Петр с тоской подумал, что он на месте Якова и минуты бы не колебался! Такую богиню да не увезти на край света? Эх, Яков, Яков, не понимаешь ты своего Богом подаренного счастья!

Над обрывом кашлянула старая Кельдибика, и девушка встрепенулась.

– Прощай, Ямагуль, навеки прощай! Не увидимся больше. – Из широко раскрытых глаз девушки покатились слезы. – Степную орлицу посадят в каменную клетку, где окна и те закрыты решетками… Старшую сестру Нямгалы отдали в Джунгарию, нет ее больше, умерла там милая сестрица… И меня ради отцовского дела отдают в рабыни Каипу, этому жестокому сабарману![31]

Матыр-Ханикей не сдержалась, вновь упала на грудь молодому посланцу. Он обнимал ее плечи, умытое слезами лицо покрыл прощальными поцелуями. Заговорил, волнуясь:

– Уедем со мной, милая карагоз! Увезу и под страхом смерти. У меня и кони с ночи еще за тальником спрятаны. Хоть день, да наш в вольной степи…

Девушка ладонью прикрыла губы посланца, печально опустила голову.

– Ханские дочери всегда были как задаток мира у степных народов. Так было, милый ширагим, так будет, пока солнце и луна ходят над землей. Нельзя увозить ханскую дочь. Если и на час увезешь с собой – убьют меня. И тебя убьют! Хан прикажет забросать нас камнями – такой обычай киргизского народа. Соседние орды войной пойдут на наши улусы, много крови прольется… Иди, мой смелый барс, иди… И меня отпусти.

Гуляев с болью в голосе выкрикнул, забывшись, что старая Кельдибика может услышать его:

– О горе мне, бедному толмачу! Разве может жайтак любить ханскую дочь! Знай, милая айгуль[32], я никогда не возьму в жены другую! – клялся потрясенный расставанием Яков, с трудом разжимая пальцы.

Матыр-Ханикей пятилась от него, шептала:

– Прощай, ширагим… – Девушка плакала. – И мне солнце над чужой землей будет не в радость.

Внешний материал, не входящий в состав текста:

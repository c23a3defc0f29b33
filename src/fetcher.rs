//! Page Fetcher - Retrieve, Fingerprint, Snapshot
//!
//! Snapshot keys are content-addressed, so refetching an unchanged page
//! rewrites the same key with the same bytes.

use std::sync::Arc;
use std::time::Duration;

use async_trait::async_trait;
use thiserror::Error;
use tracing::{debug, info};

use crate::clock::{Clock, SystemClock};
use crate::hashing::content_hash;
use crate::ruleset::FetchedPage;
use crate::storage::{BlobStore, PutOptions, StorageError};

pub const SNAPSHOT_CONTENT_TYPE: &str = "text/html";

#[derive(Debug, Error)]
pub enum FetchError {
    #[error("HTTP request failed: {0}")]
    Http(#[from] reqwest::Error),

    #[error("{url} returned status {status}")]
    Status { url: String, status: u16 },

    #[error("Transport error: {0}")]
    Transport(String),

    #[error("Snapshot write failed: {0}")]
    Snapshot(#[from] StorageError),
}

/// Text retrieval capability.
#[async_trait]
pub trait TextFetcher: Send + Sync {
    async fn fetch(&self, url: &str) -> Result<String, FetchError>;
}

/// `reqwest`-backed fetcher.
#[derive(Debug, Clone)]
pub struct HttpTextFetcher {
    client: reqwest::Client,
}

impl HttpTextFetcher {
    pub fn new(timeout: Duration, user_agent: &str) -> Result<Self, FetchError> {
        let client = reqwest::Client::builder()
            .timeout(timeout)
            .user_agent(user_agent)
            .build()?;
        Ok(Self { client })
    }
}

#[async_trait]
impl TextFetcher for HttpTextFetcher {
    async fn fetch(&self, url: &str) -> Result<String, FetchError> {
        let resp = self.client.get(url).send().await?;
        let status = resp.status();
        if !status.is_success() {
            return Err(FetchError::Status {
                url: url.to_string(),
                status: status.as_u16(),
            });
        }
        Ok(resp.text().await?)
    }
}

/// `snapshots/<region-lowercased>/<hash>.html`
pub fn snapshot_key(region: &str, content_hash: &str) -> String {
    format!("snapshots/{}/{}.html", region.to_lowercase(), content_hash)
}

pub struct PageFetcher {
    source: Arc<dyn TextFetcher>,
    snapshots: Arc<dyn BlobStore>,
    clock: Arc<dyn Clock>,
}

impl PageFetcher {
    pub fn new(source: Arc<dyn TextFetcher>, snapshots: Arc<dyn BlobStore>) -> Self {
        Self {
            source,
            snapshots,
            clock: Arc::new(SystemClock),
        }
    }

    pub fn with_clock(mut self, clock: Arc<dyn Clock>) -> Self {
        self.clock = clock;
        self
    }

    /// Fetch `url`, store its snapshot and return the page record.
    pub async fn fetch_page(&self, url: &str, region: &str) -> Result<FetchedPage, FetchError> {
        let content = self.source.fetch(url).await?;
        let content_hash = content_hash(&content);
        let snapshot_key = snapshot_key(region, &content_hash);
        debug!(url, bytes = content.len(), hash = %content_hash, "fetched page");

        let options = PutOptions::content_type(SNAPSHOT_CONTENT_TYPE)
            .with_metadata("url", url)
            .with_metadata("region", region);
        self.snapshots.put(&snapshot_key, &content, options).await?;
        info!(url, snapshot_key = %snapshot_key, "stored snapshot");

        Ok(FetchedPage {
            url: url.to_string(),
            content,
            content_hash,
            snapshot_key,
            fetched_at: self.clock.now(),
        })
    }
}
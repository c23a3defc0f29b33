//! Content Hashing - SHA-256 Fingerprints
//!
//! Snapshots are content-addressed: the same page body always yields the
//! same fingerprint, so unchanged pages land on the same storage key.

use sha2::{Digest, Sha256};

/// Compute SHA-256 hash of bytes, return hex string
pub fn sha256_hex(data: &[u8]) -> String {
    let mut hasher = Sha256::new();
    hasher.update(data);
    let result = hasher.finalize();
    hex::encode(result)
}

/// Fingerprint of raw page text, over its UTF-8 bytes.
pub fn content_hash(content: &str) -> String {
    sha256_hex(content.as_bytes())
}

mod hex {
    pub fn encode(bytes: impl AsRef<[u8]>) -> String {
        bytes.as_ref().iter().map(|b| format!("{:02x}", b)).collect()
    }
}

– Прощай, счастье-солнце мое, прощай, Матыр-Ханикей, ненаглядная айгуль, – отвечал Яков на русском языке, сделал шаг к девушке, чтобы хоть на миг да продлить горькую встречу.

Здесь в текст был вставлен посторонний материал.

//! Contract Invariant Tests
//!
//! End-to-end guarantees of the ingestion pipeline.

use std::sync::Arc;

use async_trait::async_trait;
use cardrules_core::{
    storage::{FsBlobStore, FsKeyValueStore, MemoryBlobStore, MemoryKeyValueStore},
    BlobStore, Category, FetchError, FixedClock, IngestionPipeline, KeyValueStore, PageFetcher,
    PipelineError, ProcessStatus, PublishError, PutOptions, RulesetPublisher, StorageError,
    TextFetcher,
};

const SAMPLE_HTML: &str = r#"
<html>
  <head>
    <title>HSBC Red Credit Card Benefits | Earn up to 4% Cashback</title>
  </head>
  <body>
    <h1>HSBC Red Credit Card</h1>
    <p>Earn 1% cashback on all local spend with no minimum.</p>
    <p>Enjoy 4% cashback on online shopping worldwide.</p>
    <p>Groceries get 2.5% rebate at supermarkets and grocery stores.</p>
    <p>Welcome bonus: Limited time offer of extra 8% cashback when you spend HK$8,000.</p>
    <p>Annual fee: HK$400 waived for first year.</p>
    <p>Foreign transaction fee of 3.5% applies to overseas purchases.</p>
  </body>
</html>
"#;

const URL: &str = "https://www.example.com/hsbc-red";

struct StaticFetcher(String);

#[async_trait]
impl TextFetcher for StaticFetcher {
    async fn fetch(&self, _url: &str) -> Result<String, FetchError> {
        Ok(self.0.clone())
    }
}

struct RefusingFetcher;

#[async_trait]
impl TextFetcher for RefusingFetcher {
    async fn fetch(&self, url: &str) -> Result<String, FetchError> {
        Err(FetchError::Transport(format!("connection refused: {}", url)))
    }
}

struct FailingBlobStore;

#[async_trait]
impl BlobStore for FailingBlobStore {
    async fn put(&self, _key: &str, _value: &str, _options: PutOptions) -> Result<(), StorageError> {
        Err(StorageError::Backend("bucket unavailable".to_string()))
    }
}

struct Stores {
    snapshots: Arc<MemoryBlobStore>,
    rulesets: Arc<MemoryBlobStore>,
    pointers: Arc<MemoryKeyValueStore>,
}

fn create_pipeline(html: &str) -> (IngestionPipeline, Stores) {
    let stores = Stores {
        snapshots: Arc::new(MemoryBlobStore::new()),
        rulesets: Arc::new(MemoryBlobStore::new()),
        pointers: Arc::new(MemoryKeyValueStore::new()),
    };
    let clock = Arc::new(FixedClock("2023-10-01T00:00:00Z".parse().unwrap()));
    let fetcher = PageFetcher::new(Arc::new(StaticFetcher(html.to_string())), stores.snapshots.clone())
        .with_clock(clock.clone());
    let publisher = RulesetPublisher::new(stores.rulesets.clone(), stores.pointers.clone())
        .with_clock(clock);
    (IngestionPipeline::new(fetcher, publisher), stores)
}

#[tokio::test]
async fn invariant_sample_page_is_published() {
    let (pipeline, stores) = create_pipeline(SAMPLE_HTML);

    let outcome = pipeline.process(URL, "HK").await.unwrap();
    assert_eq!(outcome.status, ProcessStatus::Published);

    let ruleset = &outcome.ruleset;
    assert_eq!(ruleset.card_name, "HSBC Red Credit Card");
    assert_eq!(ruleset.currency, "HKD");
    assert_eq!(ruleset.rule(Category::Online).unwrap().rate, 4.0);
    assert_eq!(ruleset.rule(Category::Groceries).unwrap().rate, 2.5);
    assert_eq!(ruleset.rule(Category::WelcomeOffer).unwrap().rate, 8.0);
    assert_eq!(ruleset.rule(Category::General).unwrap().rate, 1.0);
    assert_eq!(ruleset.rules.len(), 4);
    assert_eq!(ruleset.base_rate, 1.0);
    assert_eq!(ruleset.annual_fee, Some(400.0));
    assert_eq!(ruleset.fx_fee, Some(3.5));
    assert!(ruleset.promotions.iter().any(|p| p.contains("Limited time")));
    assert!(outcome.validation.valid);

    let published = outcome.publish_result.unwrap();
    assert_eq!(published.card_key, "hsbc-red-credit-card-hk");
    assert_eq!(published.version, "1");
    assert_eq!(published.storage_key, "rulesets/hsbc-red-credit-card-hk/v1.json");
    assert_eq!(published.content_hash, ruleset.content_hash);

    let blob = stores.rulesets.get(&published.storage_key).await.unwrap();
    assert!(blob.value.contains("\"cardName\": \"HSBC Red Credit Card\""));

    let pointer = stores
        .pointers
        .get(&published.card_key)
        .await
        .unwrap()
        .unwrap();
    assert!(pointer.contains(&published.storage_key));

    let snapshot_key = format!("snapshots/hk/{}.html", ruleset.content_hash);
    assert_eq!(stores.snapshots.keys().await, vec![snapshot_key]);
}

#[tokio::test]
async fn invariant_sequential_publishes_are_versioned() {
    let (pipeline, stores) = create_pipeline(SAMPLE_HTML);

    let first = pipeline.process(URL, "HK").await.unwrap().publish_result.unwrap();
    let second = pipeline.process(URL, "HK").await.unwrap().publish_result.unwrap();

    assert_eq!(first.version, "1");
    assert_eq!(second.version, "2");
    assert_ne!(first.storage_key, second.storage_key);
    assert_eq!(stores.rulesets.len().await, 2);
    // Same content, same snapshot key.
    assert_eq!(stores.snapshots.len().await, 1);

    let latest = pipeline.publisher().latest(&second.card_key).await.unwrap().unwrap();
    assert_eq!(latest.version, "2");
    assert_eq!(latest.storage_key, second.storage_key);
}

#[tokio::test]
async fn invariant_invalid_ruleset_is_never_published() {
    let (pipeline, stores) = create_pipeline(SAMPLE_HTML);

    let outcome = pipeline.process(URL, "").await.unwrap();

    assert_eq!(outcome.status, ProcessStatus::NeedsReview);
    assert!(outcome.publish_result.is_none());
    assert!(!outcome.validation.valid);
    assert!(outcome.validation.has_issue("region"));
    assert!(stores.rulesets.is_empty().await);
    assert!(stores.pointers.is_empty().await);

    let json = serde_json::to_value(&outcome).unwrap();
    assert_eq!(json["status"], "needs_review");
    assert!(json.get("publishResult").is_none());
}

#[tokio::test]
async fn invariant_overflowing_rate_is_never_published() {
    let html = format!(
        "<title>Overflow Rewards Card</title><p>Online {}% back</p>",
        "9".repeat(400)
    );
    let (pipeline, stores) = create_pipeline(&html);

    let outcome = pipeline.process(URL, "HK").await.unwrap();

    assert_eq!(outcome.ruleset.rule(Category::Online).unwrap().rate, f64::INFINITY);
    assert_eq!(outcome.status, ProcessStatus::NeedsReview);
    assert!(outcome.validation.has_issue("rules.online"));
    assert!(outcome.validation.has_issue("baseRate"));
    assert!(stores.rulesets.is_empty().await);
    assert!(stores.pointers.is_empty().await);
}

#[tokio::test]
async fn invariant_stylesheet_link_does_not_shift_rules() {
    let html = SAMPLE_HTML.replace(
        "<title>",
        "<link rel=\"stylesheet\" href=\"/static/site.css\">\n    <title>",
    );
    let (pipeline, _) = create_pipeline(&html);

    let outcome = pipeline.process(URL, "HK").await.unwrap();
    assert_eq!(outcome.status, ProcessStatus::Published);
    assert_eq!(outcome.ruleset.rule(Category::General).unwrap().rate, 1.0);
    assert_eq!(outcome.ruleset.base_rate, 1.0);
    assert_eq!(outcome.ruleset.rules.len(), 4);
}

#[tokio::test]
async fn invariant_extraction_is_idempotent() {
    let (pipeline, _) = create_pipeline(SAMPLE_HTML);

    let a = pipeline.process(URL, "HK").await.unwrap();
    let b = pipeline.process(URL, "HK").await.unwrap();
    assert_eq!(a.ruleset, b.ruleset);
}

#[tokio::test]
async fn invariant_fetch_error_propagates() {
    let snapshots = Arc::new(MemoryBlobStore::new());
    let rulesets = Arc::new(MemoryBlobStore::new());
    let pipeline = IngestionPipeline::new(
        PageFetcher::new(Arc::new(RefusingFetcher), snapshots.clone()),
        RulesetPublisher::new(rulesets.clone(), Arc::new(MemoryKeyValueStore::new())),
    );

    let err = pipeline.process(URL, "HK").await.unwrap_err();
    assert!(matches!(err, PipelineError::Fetch(FetchError::Transport(_))));
    assert!(err.to_string().contains("connection refused"));
    assert!(snapshots.is_empty().await);
    assert!(rulesets.is_empty().await);
}

#[tokio::test]
async fn invariant_ruleset_write_failure_leaves_pointer_untouched() {
    let snapshots = Arc::new(MemoryBlobStore::new());
    let pointers = Arc::new(MemoryKeyValueStore::new());
    let pipeline = IngestionPipeline::new(
        PageFetcher::new(Arc::new(StaticFetcher(SAMPLE_HTML.to_string())), snapshots.clone()),
        RulesetPublisher::new(Arc::new(FailingBlobStore), pointers.clone()),
    );

    let err = pipeline.process(URL, "HK").await.unwrap_err();
    assert!(matches!(
        err,
        PipelineError::Publish(PublishError::Storage(StorageError::Backend(_)))
    ));
    // The snapshot write already happened and is not rolled back.
    assert_eq!(snapshots.len().await, 1);
    assert!(pointers.is_empty().await);
}

#[tokio::test]
async fn invariant_filesystem_backends_round_trip() {
    let dir = tempfile::tempdir().unwrap();
    let rulesets = Arc::new(FsBlobStore::new(dir.path()));
    let pipeline = IngestionPipeline::new(
        PageFetcher::new(
            Arc::new(StaticFetcher(SAMPLE_HTML.to_string())),
            Arc::new(FsBlobStore::new(dir.path())),
        ),
        RulesetPublisher::new(rulesets.clone(), Arc::new(FsKeyValueStore::new(dir.path().join("pointers")))),
    );

    let outcome = pipeline.process(URL, "HK").await.unwrap();
    let published = outcome.publish_result.unwrap();

    assert!(dir.path().join("pointers").join(&published.card_key).exists());
    let blob = rulesets.read(&published.storage_key).await.unwrap().unwrap();
    assert_eq!(blob.options.content_type.as_deref(), Some("application/json"));
    assert!(dir
        .path()
        .join("snapshots/hk")
        .join(format!("{}.html", outcome.ruleset.content_hash))
        .exists());

    let again = pipeline.process(URL, "HK").await.unwrap().publish_result.unwrap();
    assert_eq!(again.version, "2");
}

– Бата, – со слезами в голосе проговорила Матыр-Ханикей и помахала рукой.

– Благослови Аллах и тебя, милая. Бата, – как горестное эхо отозвался Яков.

Над обрывом вновь, тревожно теперь, кашлянула старая нянька, поторапливая девушку.

И в этот миг Петр краем глаза увидел, как из своего укрытия приподнялся нукер. Он вынул из-за голенища широкий нож, качнул его на ладони, словно взвешивая, уперся левой ногой в землю понадежнее и резко взмахнул рукой.

– Яков, берегись! – взорвался диким криком Петр и на ходу выхватил пистоль из-за пояса под кафтаном. Что он будет делать, оказавшись рядом с сильным нукером, Петр не знал, но страха в душе у него в тот миг не было.

Гуляев резко обернулся. В доли секунды увидел огромного киргиза над заросшим корневищем, вскинутую руку и широкий нож на ладони, занесенный для смертельного броска. Какая сила швырнула его вперед, к девушке, он не мог потом объяснить, но когда Матыр-Ханикей, вскрикнув, упала под тяжестью его тела, над их головами сверкнул нож и по рукоять вонзился в землю, в двух шагах выше по речному откосу.